Un recente studio pubblicato sulla rivista internazionale Scientific Reports – realizzato dall’Istituto Nazionale di Oceanografia e di Geofisica Sperimentale – OGS e dall’Istituto Superiore per la Protezione e la Ricerca Ambientale – ISPRA – ha rivelato che attività di pesca e alcune variabili oceanografiche influenzano molto la biodiversità del Mar Mediterraneo.
La ricerca si è basata su dati raccolti tra il 2014 e il 2020 in tre sotto-regioni del Mediterraneo (il Mare Adriatico, il Mar Ionio e il Mar Mediterraneo Centrale, il Mar Tirreno e il Mar Mediterraneo Occidentale). I dati sono stati utilizzati per calcolare due indici di biodiversità: la diversità alfa (il numero effettivo di specie in una comunità) e la diversità beta (una misura della differenza di specie tra diverse comunità). Modelli statistici sono stati poi applicati per spiegare le variazioni degli indicatori di biodiversità in funzione delle variabili ambientali e della pressione di pesca.

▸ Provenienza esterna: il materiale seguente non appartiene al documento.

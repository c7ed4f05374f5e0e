//! In-memory Keycloak admin API
//!
//! Holds one realm worth of state, records every call by method name and can
//! be told to fail a method with an HTTP status.

use async_trait::async_trait;
use keycloak_client_controller::keycloak::{
    ClientRepresentation, ClientScopeRepresentation, GroupRepresentation, KeycloakApi,
    KeycloakConnector, KeycloakError, KeycloakResult, ManagementPermissionReference,
    PermissionRepresentation, PolicyRepresentation, ProtocolMapperRepresentation,
    ResourceRepresentation, RoleRepresentation, ScopeBinding, ScopeRepresentation,
    UserRepresentation,
};
use std::collections::HashMap;
use std::sync::atomic::{AtomicBool, Ordering};
use std::sync::{Arc, Mutex, MutexGuard};

/// Management scopes Keycloak creates when fine-grained permissions are enabled
pub const MANAGEMENT_SCOPES: [&str; 5] = [
    "view",
    "manage",
    "configure",
    "map-roles",
    "token-exchange",
];

#[derive(Debug, Default)]
pub struct FakeState {
    next_id: u64,
    pub clients: Vec<ClientRepresentation>,
    /// Client UUID to its roles
    pub client_roles: HashMap<String, Vec<RoleRepresentation>>,
    pub realm_roles: Vec<RoleRepresentation>,
    /// Composite role ID to child role names
    pub composites: HashMap<String, Vec<String>>,
    pub groups: Vec<GroupRepresentation>,
    pub users: Vec<UserRepresentation>,
    pub client_scopes: Vec<ClientScopeRepresentation>,
    pub linked_scopes: HashMap<(String, ScopeBinding), Vec<String>>,
    pub mappers: HashMap<String, Vec<ProtocolMapperRepresentation>>,
    /// Client UUID to service account user ID
    pub service_accounts: HashMap<String, String>,
    pub user_realm_roles: HashMap<String, Vec<RoleRepresentation>>,
    pub user_client_roles: HashMap<(String, String), Vec<RoleRepresentation>>,
    /// User ID to group IDs
    pub user_groups: HashMap<String, Vec<String>>,
    pub authz_scopes: HashMap<String, Vec<ScopeRepresentation>>,
    pub resources: HashMap<String, Vec<ResourceRepresentation>>,
    pub policies: HashMap<String, Vec<PolicyRepresentation>>,
    pub permissions: HashMap<String, Vec<PermissionRepresentation>>,
    pub fine_grained_feature: bool,
    pub management: HashMap<String, ManagementPermissionReference>,
}

impl FakeState {
    fn id(&mut self, prefix: &str) -> String {
        self.next_id += 1;
        format!("{prefix}-{}", self.next_id)
    }

    pub fn client(&self, client_id: &str) -> Option<&ClientRepresentation> {
        self.clients.iter().find(|c| c.client_id == client_id)
    }

    pub fn client_uuid(&self, client_id: &str) -> Option<String> {
        self.client(client_id).and_then(|c| c.id.clone())
    }

    /// Names of the client roles of `client_id`, sorted
    pub fn client_role_names(&self, client_id: &str) -> Vec<String> {
        let mut names: Vec<String> = self
            .client_uuid(client_id)
            .and_then(|uuid| self.client_roles.get(&uuid))
            .map(|roles| roles.iter().map(|r| r.name.clone()).collect())
            .unwrap_or_default();
        names.sort();
        names
    }

    fn role_by_id_mut(&mut self, role_id: &str) -> Option<&mut RoleRepresentation> {
        self.realm_roles
            .iter_mut()
            .chain(self.client_roles.values_mut().flatten())
            .find(|r| r.id.as_deref() == Some(role_id))
    }

    fn enable_service_account(&mut self, client_uuid: &str, client_id: &str) {
        if self.service_accounts.contains_key(client_uuid) {
            return;
        }
        let user_id = self.id("user");
        self.users.push(UserRepresentation {
            id: Some(user_id.clone()),
            username: format!("service-account-{client_id}"),
            enabled: true,
            ..Default::default()
        });
        self.service_accounts.insert(client_uuid.to_string(), user_id);
    }
}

«Studi precedenti sulla biodiversità del Mediterraneo si sono concentrati su habitat costieri e comunità locali, spesso con dati limitati. Questa ricerca invece si concentra su una scala geografia abbastanza ampia e su monitoraggi standardizzati» afferma Davide Agnetta, ricercatore della Sezione di Oceanografia dell’OGS e primo autore dell’articolo.
I risultati indicano che variabili ambientali (come la profondità, la temperatura, la concentrazione di ossigeno o il tipo di substrato) e alcune attività di pesca influenzano la biodiversità in modo diverso a seconda dell’area, mentre lo strascico di fondo ha ovunque un effetto negativo sulla biodiversità e, di conseguenza, anche sulle risorse a disposizione per la pesca. Lo strascico di fondo è noto per ridurre abbondanza e taglia delle specie che vivono a contatto con il fondale marino e i risultati dello studio sembrano confermarlo: in alcune aree con forte pressione di pesca, risultano più abbondanti pesci pelagici piccoli e cefalopodi, probabilmente per la riduzione dei predatori.